When I come back to Aylesbury and work with people, people don't seem to appreciate my work, which I find discouraging. Or else they seem to believe in me too much, which makes me nervous, and I wish they would leave me alone.

One string to my bow is Alexander work, which Alexander himself called “the most mental thing there is.” At the same time, Alexander work has a lot to do with getting round the problem that Alexander called “faulty sensory appreciation.” And faulty sensory appreciation tends very much to be rooted in immature primitive reflexes, and especially the infantile panic reflex, or Moro reflex. These primitive reflexes are automatic whole-body responses to a stimulus, which are hard-wired into a baby's brain. One might say that primitive reflexes are the most physical things there are – within the wider truth of psycho-physical unity.

I came to Alexander work, ironically, out of interest in what I conceived to be the most physical thing there was -- namely, correct sitting posture. 

Having thus arrived where I am after many  years of pushing in the wrong direction, I see things now as I see them now. I hope I am more alive than I would have been 25 years ago to the irony in a verse like today's verse. Maybe I am deluding myself out of vanity, but I think that if my efforts ever do come to be appreciated, my efforts might be appreciated in the context of an understanding of pratītya-samutpāda which is different from the one now generally held in Buddhist circles.

Before I came to Alexander work, my understanding of the meaning of the Buddha's enlightenment was – within the wider truth of psycho-physical unity – extremely physical. This was largely because of the emphasis that my Zen teacher placed upon the autonomic nervous system and the central importance of correct sitting posture, as opposed to intellectual knowledge. (This was somewhat ironic since intellectual knowledge was one of my teacher's strongest suits.) Thus, in the edition of our Shobogenzo translation published in 1994, the Sanskrit glossary under anuttara-samyak-saṁbodhi quotes the MW dictionary definition of bodhi as “perfect knowledge or wisdom (by which a man becomes a buddha), the illuminated or enlightened intellect.” But to that I felt compelled to add, Note: In Shobogenzo, bodhi is not intellectual knowledge but a state of body and mind.

I wrote the note as if I knew what I was talking about. But in truth I was only parrotting what I had heard. Far from having obtained the result that is realized by mental means, my sitting was almost totally -- in the high nineties percentage-wise --  unconscious. 

In BC Canto 14 as reconstructed by EHJ from the Tibetan (see bottom of this page),
Aśvaghoṣa gives his own account of how the Buddha, in contrast, really did realize the supreme integral awakening rightly called anuttara-samyak-saṁbodhi. And that account in BC Canto 14 is very much bound up with the teaching of pratītya-samutpāda.

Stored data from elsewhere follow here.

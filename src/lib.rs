//! # transcribe-lib-rust
//!
//! Typed Rust client for the Amazon Transcribe API: request/response models,
//! service errors, and a pluggable dispatch layer.
//!
//! ## Overview
//!
//! This library models the transcription service's wire schema as plain Rust
//! types and exposes one method per service operation on
//! [`TranscribeClient`]. It deliberately stops at the dispatch boundary: the
//! surrounding runtime supplies a [`Dispatcher`] that signs and sends the
//! serialized request, so signing, retries, connection pooling, and the HTTP
//! exchange itself live outside this crate.
//!
//! ## Core Philosophy
//!
//! - **Schema-Faithful**: every record serializes to the exact wire shape
//!   (PascalCase names, epoch-second timestamps, closed enum spellings)
//! - **Permissive Models**: all fields are optional; required-ness is the
//!   service's decision, surfaced as typed service errors
//! - **Transport-Agnostic**: one [`Dispatcher`] trait is the only seam to the
//!   outside world, which also makes the whole client trivially testable
//! - **Type-Safe**: closed string enumerations are real enums with exact
//!   wire spellings and `FromStr`/`Display` round-tripping
//!
//! ## Quick Start
//!
//! ```rust,no_run
//! use transcribe_lib_rust::{TranscribeClient, Media, LanguageCode};
//! use transcribe_lib_rust::jobs::{GetTranscriptionJobRequest, StartTranscriptionJobRequest};
//! # use transcribe_lib_rust::transport::{Dispatcher, OperationContext, TransportError};
//! # struct MyDispatcher;
//! # #[async_trait::async_trait]
//! # impl Dispatcher for MyDispatcher {
//! #     async fn dispatch(&self, _: &OperationContext, _: serde_json::Value)
//! #         -> Result<serde_json::Value, TransportError> { unimplemented!() }
//! # }
//!
//! #[tokio::main]
//! async fn main() -> transcribe_lib_rust::Result<()> {
//!     let client = TranscribeClient::builder()
//!         .dispatcher(MyDispatcher /* your transport binding */)
//!         .build()?;
//!
//!     let request = StartTranscriptionJobRequest::new(
//!         "meeting-2024.05",
//!         Media::from_uri("s3://recordings/meeting.wav"),
//!     )
//!     .with_language_code(LanguageCode::EnUs);
//!
//!     let started = client.start_transcription_job(request).await?;
//!     let name = started
//!         .transcription_job
//!         .and_then(|job| job.transcription_job_name)
//!         .expect("service echoes the job name");
//!
//!     let job = client
//!         .get_transcription_job(GetTranscriptionJobRequest::new(name))
//!         .await?;
//!     println!("{:?}", job.transcription_job.and_then(|j| j.transcription_job_status));
//!     Ok(())
//! }
//! ```
//!
//! ## Module Organization
//!
//! | Module | Description |
//! |--------|-------------|
//! | [`client`] | Service client and builder |
//! | [`transport`] | Dispatcher trait the surrounding runtime implements |
//! | [`types`] | Shared records and closed enumerations |
//! | [`jobs`] | Standard transcription jobs |
//! | [`medical`] | Medical transcription jobs |
//! | [`scribe`] | Medical scribe jobs |
//! | [`analytics`] | Call analytics jobs |
//! | [`vocabulary`] | Custom vocabularies and vocabulary filters |
//! | [`language_model`] | Custom language models |
//! | [`tags`] | Resource tagging operations |

pub mod analytics;
pub mod client;
pub mod jobs;
pub mod language_model;
pub mod medical;
pub mod scribe;
pub mod tags;
pub mod transport;
pub mod types;
pub mod vocabulary;

// Re-export main types for convenience
pub use client::{TranscribeClient, TranscribeClientBuilder};
pub use transport::{Dispatcher, OperationContext, TransportError};
pub use types::{
    ContentRedaction, LanguageCode, Media, MediaFormat, Tag, Transcript, TranscriptionJobStatus,
};

/// Result type alias for the library
pub type Result<T> = std::result::Result<T, Error>;

/// Error type for the library
pub mod error;
pub use error::{Error, ErrorContext, ServiceErrorKind};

Pratītya-samutpāda is generally translated along the lines of “dependent origination,” in which case samutpāda means origination and pratītya describes the origination as dependent or conditional. MW defines pratītya-samutpāda as “the chain of causation.” So in this understanding pratītya (lit. “having gone back to”) seems to describe each causal link in the chain as going back to, or being dependent on, the previous causal link.

Understood like this pratītya-samutpāda is a teaching that belongs to the 2nd of the four phases in the four-phased philosophical system which my Zen teacher taught. Understood like this pratītya-samutpāda has to do with the rule of cause and effect.

Hence, twenty years ago, the way I would have understood this teaching of pratītya-samutpāda was something like this: pratītya-samutpāda is an expression of the real, causal (i.e. dependently-originated) Universe that the Buddha realized, primarily by the physical means of eating healthy food, and sitting in the correct posture, in natural surroundings, without any egoistic agenda.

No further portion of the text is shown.